● Data for processing
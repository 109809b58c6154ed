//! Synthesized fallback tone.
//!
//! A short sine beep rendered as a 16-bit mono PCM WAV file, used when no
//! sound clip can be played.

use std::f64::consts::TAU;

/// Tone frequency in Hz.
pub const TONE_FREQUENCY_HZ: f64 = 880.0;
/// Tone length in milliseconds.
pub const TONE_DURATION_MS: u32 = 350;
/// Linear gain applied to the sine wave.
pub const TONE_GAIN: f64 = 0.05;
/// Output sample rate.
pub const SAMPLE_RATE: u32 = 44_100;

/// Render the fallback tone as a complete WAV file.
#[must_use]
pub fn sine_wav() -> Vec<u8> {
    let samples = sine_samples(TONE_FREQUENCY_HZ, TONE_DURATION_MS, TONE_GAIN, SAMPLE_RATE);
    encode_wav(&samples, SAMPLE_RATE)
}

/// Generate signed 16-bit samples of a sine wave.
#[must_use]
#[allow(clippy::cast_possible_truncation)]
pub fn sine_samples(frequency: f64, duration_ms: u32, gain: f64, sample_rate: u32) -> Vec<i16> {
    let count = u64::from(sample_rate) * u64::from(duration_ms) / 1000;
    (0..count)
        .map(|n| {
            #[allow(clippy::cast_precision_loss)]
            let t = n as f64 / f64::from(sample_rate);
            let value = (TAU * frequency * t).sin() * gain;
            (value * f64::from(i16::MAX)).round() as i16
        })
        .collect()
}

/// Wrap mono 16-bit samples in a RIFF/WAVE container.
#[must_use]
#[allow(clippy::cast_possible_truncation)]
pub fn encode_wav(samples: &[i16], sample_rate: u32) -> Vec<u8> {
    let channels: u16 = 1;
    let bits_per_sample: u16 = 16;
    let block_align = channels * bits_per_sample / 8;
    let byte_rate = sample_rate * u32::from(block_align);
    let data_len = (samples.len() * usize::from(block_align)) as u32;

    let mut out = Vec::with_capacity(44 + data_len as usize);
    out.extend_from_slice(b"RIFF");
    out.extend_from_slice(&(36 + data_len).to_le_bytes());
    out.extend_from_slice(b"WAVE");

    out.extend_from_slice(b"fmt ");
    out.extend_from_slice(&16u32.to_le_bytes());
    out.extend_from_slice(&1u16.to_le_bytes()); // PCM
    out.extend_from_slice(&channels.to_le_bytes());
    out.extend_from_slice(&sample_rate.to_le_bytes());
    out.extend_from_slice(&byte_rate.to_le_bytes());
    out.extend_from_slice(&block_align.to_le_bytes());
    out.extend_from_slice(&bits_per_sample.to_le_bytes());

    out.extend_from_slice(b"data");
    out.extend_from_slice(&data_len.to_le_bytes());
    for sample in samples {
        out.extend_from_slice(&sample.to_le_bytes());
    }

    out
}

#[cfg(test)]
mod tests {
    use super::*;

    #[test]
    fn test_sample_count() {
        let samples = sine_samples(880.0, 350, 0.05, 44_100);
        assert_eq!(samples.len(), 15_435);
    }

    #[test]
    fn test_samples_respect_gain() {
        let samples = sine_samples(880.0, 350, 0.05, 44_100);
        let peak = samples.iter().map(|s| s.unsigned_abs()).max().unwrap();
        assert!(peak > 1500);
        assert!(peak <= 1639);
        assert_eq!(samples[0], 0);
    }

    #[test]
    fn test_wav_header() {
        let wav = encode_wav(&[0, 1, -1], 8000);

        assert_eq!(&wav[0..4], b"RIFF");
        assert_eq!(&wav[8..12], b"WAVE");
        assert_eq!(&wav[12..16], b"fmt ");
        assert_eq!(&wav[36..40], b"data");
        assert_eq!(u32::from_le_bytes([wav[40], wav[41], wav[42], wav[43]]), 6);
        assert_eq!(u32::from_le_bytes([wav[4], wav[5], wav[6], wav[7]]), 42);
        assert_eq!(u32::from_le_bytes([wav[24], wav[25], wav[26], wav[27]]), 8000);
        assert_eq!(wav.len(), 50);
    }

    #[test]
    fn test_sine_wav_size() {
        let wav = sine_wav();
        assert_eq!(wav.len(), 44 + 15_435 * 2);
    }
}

* * *

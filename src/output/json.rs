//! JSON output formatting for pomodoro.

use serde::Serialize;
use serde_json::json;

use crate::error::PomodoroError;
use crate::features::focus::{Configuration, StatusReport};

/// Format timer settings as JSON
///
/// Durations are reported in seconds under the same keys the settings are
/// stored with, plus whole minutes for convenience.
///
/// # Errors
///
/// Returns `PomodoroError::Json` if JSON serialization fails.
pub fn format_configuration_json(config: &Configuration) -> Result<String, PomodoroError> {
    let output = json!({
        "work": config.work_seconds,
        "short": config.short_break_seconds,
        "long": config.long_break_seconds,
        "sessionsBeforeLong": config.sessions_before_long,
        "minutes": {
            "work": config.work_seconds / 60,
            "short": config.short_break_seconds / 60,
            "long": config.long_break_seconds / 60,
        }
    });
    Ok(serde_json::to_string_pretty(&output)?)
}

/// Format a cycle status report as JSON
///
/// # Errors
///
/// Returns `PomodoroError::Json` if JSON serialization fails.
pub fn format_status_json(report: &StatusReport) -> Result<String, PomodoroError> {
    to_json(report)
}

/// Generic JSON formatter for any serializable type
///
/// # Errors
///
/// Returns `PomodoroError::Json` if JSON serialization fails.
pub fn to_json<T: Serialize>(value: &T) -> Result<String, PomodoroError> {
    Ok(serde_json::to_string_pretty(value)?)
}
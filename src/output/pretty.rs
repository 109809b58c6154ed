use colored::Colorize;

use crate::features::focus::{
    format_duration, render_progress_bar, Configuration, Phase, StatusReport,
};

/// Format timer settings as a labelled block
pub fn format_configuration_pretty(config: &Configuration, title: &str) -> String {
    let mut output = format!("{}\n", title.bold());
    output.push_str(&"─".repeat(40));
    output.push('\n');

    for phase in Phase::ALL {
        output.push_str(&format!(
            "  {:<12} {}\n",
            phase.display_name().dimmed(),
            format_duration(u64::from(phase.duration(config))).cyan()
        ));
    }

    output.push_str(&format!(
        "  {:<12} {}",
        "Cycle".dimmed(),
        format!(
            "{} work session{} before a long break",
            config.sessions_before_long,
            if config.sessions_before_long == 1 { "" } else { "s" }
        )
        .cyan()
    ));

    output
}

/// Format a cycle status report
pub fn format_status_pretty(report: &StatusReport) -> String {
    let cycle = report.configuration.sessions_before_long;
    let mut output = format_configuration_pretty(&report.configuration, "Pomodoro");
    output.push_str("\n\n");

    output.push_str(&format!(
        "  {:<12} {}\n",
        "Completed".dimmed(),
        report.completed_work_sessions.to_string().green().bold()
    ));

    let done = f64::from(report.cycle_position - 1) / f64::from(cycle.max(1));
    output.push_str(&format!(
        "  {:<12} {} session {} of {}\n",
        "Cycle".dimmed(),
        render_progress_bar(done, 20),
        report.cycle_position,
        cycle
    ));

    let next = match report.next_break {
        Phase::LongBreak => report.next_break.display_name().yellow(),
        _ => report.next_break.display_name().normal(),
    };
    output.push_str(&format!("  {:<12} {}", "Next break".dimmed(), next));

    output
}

--

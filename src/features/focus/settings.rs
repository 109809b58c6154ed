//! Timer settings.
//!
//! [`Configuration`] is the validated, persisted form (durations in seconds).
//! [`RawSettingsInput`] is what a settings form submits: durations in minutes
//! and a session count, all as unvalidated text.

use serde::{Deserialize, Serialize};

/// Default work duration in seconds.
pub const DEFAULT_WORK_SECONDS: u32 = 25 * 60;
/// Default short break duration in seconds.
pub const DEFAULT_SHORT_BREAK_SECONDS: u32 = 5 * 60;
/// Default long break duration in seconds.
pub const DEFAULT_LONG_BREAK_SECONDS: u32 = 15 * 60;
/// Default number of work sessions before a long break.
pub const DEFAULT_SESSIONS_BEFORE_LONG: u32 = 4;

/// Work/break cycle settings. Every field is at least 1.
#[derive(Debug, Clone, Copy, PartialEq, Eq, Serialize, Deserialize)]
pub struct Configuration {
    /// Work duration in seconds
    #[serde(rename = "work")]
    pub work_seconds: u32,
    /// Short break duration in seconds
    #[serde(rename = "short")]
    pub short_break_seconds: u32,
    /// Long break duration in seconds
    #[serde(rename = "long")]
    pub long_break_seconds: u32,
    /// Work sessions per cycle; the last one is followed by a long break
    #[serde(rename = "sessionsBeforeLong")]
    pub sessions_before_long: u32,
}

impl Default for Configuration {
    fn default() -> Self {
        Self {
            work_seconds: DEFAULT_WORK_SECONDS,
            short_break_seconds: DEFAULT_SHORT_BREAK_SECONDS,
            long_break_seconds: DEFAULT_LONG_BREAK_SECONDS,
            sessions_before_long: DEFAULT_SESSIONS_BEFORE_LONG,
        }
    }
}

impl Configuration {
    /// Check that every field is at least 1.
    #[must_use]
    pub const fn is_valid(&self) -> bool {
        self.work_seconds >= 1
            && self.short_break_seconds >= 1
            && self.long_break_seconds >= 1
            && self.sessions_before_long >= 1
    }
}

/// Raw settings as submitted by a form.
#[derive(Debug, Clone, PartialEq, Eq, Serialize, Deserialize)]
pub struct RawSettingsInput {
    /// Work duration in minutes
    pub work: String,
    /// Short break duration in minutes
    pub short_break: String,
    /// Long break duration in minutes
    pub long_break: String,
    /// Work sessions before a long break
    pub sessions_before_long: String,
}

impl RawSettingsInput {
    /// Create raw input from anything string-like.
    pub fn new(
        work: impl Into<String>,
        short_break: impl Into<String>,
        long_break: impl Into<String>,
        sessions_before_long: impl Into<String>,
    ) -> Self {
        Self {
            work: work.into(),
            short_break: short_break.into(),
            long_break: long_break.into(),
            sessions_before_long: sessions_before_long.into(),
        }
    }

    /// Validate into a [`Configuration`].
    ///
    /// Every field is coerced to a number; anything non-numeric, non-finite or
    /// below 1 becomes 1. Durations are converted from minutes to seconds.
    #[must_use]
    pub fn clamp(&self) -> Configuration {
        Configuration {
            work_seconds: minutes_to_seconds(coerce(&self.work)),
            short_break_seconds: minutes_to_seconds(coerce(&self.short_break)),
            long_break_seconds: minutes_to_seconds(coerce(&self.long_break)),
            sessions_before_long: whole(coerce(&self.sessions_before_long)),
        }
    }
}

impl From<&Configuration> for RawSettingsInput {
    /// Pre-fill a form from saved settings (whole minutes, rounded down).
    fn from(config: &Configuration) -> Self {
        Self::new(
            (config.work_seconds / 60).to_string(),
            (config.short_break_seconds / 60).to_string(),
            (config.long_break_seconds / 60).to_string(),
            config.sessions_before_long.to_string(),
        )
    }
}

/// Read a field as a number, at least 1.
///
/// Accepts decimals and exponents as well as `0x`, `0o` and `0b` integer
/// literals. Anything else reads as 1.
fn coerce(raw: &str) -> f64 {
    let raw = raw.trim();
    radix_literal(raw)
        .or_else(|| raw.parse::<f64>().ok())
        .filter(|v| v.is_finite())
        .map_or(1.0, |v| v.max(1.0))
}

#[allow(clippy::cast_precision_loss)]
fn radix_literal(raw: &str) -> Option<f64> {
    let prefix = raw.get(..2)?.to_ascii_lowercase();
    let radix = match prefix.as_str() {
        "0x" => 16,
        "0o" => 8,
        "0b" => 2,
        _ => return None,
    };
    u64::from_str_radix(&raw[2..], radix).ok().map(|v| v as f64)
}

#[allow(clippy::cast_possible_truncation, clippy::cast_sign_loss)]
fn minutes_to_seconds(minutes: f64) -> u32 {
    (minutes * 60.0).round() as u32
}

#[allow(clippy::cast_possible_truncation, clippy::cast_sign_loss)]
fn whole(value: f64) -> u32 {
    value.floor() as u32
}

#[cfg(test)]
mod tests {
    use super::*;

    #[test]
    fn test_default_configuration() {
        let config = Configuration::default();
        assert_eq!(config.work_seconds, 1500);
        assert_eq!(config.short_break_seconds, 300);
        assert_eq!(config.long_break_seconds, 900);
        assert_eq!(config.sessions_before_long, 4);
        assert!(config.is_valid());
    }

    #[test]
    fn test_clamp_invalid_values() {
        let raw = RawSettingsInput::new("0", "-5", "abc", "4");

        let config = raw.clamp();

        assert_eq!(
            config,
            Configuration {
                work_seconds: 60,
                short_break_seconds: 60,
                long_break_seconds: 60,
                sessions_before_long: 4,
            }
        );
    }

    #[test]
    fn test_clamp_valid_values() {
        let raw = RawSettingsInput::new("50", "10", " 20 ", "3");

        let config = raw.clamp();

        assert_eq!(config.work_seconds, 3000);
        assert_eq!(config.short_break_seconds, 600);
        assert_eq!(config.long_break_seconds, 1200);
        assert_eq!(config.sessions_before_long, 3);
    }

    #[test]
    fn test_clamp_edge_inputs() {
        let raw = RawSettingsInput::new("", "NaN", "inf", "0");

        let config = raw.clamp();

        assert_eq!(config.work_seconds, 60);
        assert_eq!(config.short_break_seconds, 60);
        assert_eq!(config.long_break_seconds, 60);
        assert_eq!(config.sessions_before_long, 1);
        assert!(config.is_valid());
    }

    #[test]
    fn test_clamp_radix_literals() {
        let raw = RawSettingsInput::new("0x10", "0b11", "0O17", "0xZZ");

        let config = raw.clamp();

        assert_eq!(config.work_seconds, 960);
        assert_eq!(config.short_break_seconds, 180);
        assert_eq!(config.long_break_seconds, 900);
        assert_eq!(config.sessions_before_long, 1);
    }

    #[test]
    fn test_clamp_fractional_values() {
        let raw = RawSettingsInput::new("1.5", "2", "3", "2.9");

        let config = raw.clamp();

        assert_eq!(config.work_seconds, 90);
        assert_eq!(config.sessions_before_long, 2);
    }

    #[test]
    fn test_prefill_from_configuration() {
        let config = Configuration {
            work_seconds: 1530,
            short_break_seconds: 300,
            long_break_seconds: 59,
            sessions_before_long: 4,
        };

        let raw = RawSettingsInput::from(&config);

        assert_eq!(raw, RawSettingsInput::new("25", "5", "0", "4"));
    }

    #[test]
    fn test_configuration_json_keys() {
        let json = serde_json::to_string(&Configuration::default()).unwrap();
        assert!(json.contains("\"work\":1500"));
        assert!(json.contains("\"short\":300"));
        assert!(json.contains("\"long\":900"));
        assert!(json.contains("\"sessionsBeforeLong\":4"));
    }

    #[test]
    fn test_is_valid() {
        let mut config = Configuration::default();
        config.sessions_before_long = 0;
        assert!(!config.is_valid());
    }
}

● Requirement
Lines in the data that hold "dimmed" must be located and copied.

● Your solution
            phase.display_name().dimmed(),
        "Cycle".dimmed(),
        "Completed".dimmed(),
        "Cycle".dimmed(),
    output.push_str(&format!("  {:<12} {}", "Next break".dimmed(), next));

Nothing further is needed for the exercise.